PROBLEM STATEMENT:
Look through the lines below and extract any with the word "usize".

---*---

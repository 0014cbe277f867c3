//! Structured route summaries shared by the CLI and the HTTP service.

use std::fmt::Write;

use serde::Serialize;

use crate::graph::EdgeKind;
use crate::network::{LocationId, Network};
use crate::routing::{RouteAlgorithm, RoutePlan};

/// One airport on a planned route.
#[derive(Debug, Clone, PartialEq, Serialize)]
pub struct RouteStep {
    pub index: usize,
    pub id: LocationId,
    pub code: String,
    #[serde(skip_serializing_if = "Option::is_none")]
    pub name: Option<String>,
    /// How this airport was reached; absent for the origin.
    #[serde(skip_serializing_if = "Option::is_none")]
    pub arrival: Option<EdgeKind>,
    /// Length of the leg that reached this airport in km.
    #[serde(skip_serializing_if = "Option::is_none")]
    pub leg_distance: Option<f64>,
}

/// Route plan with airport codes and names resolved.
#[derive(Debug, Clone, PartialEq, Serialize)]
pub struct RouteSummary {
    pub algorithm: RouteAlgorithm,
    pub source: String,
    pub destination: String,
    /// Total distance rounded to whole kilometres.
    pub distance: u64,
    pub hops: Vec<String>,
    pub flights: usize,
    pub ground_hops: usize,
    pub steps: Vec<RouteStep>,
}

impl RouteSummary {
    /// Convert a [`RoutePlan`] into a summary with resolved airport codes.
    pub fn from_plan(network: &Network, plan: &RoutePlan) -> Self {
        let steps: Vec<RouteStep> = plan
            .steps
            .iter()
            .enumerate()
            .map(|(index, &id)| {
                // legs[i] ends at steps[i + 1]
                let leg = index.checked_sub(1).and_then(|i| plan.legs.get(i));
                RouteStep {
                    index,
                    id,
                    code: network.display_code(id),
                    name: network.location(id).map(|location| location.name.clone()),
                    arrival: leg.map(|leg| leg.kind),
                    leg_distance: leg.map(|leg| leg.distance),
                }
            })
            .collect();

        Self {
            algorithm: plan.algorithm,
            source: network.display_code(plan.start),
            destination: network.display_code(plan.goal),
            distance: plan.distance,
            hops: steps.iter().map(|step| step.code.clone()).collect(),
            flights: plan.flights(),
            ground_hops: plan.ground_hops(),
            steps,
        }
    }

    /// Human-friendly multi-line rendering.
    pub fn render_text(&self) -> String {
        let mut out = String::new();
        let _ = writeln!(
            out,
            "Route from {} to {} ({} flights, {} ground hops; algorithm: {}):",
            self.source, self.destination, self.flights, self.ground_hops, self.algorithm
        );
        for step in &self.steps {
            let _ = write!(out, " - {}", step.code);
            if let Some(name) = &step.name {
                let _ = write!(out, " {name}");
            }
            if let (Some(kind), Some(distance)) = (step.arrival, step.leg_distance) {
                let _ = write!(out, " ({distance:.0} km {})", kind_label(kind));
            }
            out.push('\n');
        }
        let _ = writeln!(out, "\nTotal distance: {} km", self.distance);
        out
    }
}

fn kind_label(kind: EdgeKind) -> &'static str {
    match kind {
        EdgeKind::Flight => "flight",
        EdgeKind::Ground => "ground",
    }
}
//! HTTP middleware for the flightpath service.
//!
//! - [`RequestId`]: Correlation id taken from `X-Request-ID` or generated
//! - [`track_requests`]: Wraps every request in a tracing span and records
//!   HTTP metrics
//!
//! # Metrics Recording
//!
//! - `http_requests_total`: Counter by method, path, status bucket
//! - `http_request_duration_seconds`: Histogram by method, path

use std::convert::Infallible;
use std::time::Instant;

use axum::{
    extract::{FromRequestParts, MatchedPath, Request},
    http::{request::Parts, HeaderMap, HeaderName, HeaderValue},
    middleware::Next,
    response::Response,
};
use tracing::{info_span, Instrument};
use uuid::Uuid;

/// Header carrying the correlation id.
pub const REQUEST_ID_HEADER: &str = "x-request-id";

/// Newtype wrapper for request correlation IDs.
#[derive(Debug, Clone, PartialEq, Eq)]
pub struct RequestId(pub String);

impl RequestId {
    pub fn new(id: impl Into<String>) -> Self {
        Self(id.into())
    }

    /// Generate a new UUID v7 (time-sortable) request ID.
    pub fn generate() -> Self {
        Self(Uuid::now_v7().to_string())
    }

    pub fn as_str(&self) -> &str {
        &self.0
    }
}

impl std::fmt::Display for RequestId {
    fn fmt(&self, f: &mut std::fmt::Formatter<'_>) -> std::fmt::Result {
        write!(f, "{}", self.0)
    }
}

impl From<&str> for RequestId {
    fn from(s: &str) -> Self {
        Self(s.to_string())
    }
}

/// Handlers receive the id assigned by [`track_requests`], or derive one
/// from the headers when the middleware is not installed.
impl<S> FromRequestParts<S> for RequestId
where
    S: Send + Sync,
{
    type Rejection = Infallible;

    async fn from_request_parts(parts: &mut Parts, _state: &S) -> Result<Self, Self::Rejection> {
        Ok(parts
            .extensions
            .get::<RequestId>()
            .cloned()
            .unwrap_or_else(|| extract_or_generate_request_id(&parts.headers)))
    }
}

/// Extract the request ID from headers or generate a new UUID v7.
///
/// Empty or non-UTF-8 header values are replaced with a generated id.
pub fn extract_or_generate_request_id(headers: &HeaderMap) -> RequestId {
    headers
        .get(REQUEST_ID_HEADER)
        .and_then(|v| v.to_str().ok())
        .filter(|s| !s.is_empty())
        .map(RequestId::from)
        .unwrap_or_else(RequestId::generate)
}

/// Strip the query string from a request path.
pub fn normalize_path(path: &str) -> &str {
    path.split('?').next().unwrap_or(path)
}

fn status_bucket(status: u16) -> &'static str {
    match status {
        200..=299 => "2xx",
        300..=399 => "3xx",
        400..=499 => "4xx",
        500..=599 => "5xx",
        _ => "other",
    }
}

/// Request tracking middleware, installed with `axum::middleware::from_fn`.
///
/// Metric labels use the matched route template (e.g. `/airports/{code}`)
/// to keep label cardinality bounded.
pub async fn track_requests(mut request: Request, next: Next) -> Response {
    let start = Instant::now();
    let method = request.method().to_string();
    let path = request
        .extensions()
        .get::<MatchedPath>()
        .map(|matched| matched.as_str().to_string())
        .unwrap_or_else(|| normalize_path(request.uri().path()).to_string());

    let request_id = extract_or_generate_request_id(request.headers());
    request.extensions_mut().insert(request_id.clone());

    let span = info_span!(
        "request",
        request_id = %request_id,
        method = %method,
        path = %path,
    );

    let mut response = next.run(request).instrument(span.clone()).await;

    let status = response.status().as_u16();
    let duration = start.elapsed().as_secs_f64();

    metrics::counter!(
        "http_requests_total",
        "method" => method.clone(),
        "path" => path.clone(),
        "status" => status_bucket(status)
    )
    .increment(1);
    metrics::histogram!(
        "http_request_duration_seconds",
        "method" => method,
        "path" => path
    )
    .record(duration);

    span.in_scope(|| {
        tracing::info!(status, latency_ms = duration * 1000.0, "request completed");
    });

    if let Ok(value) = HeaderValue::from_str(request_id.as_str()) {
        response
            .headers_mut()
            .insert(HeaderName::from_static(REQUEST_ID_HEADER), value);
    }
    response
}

---*---

RESULT BELOW:
    pub index: usize,
    pub flights: usize,
    pub ground_hops: usize,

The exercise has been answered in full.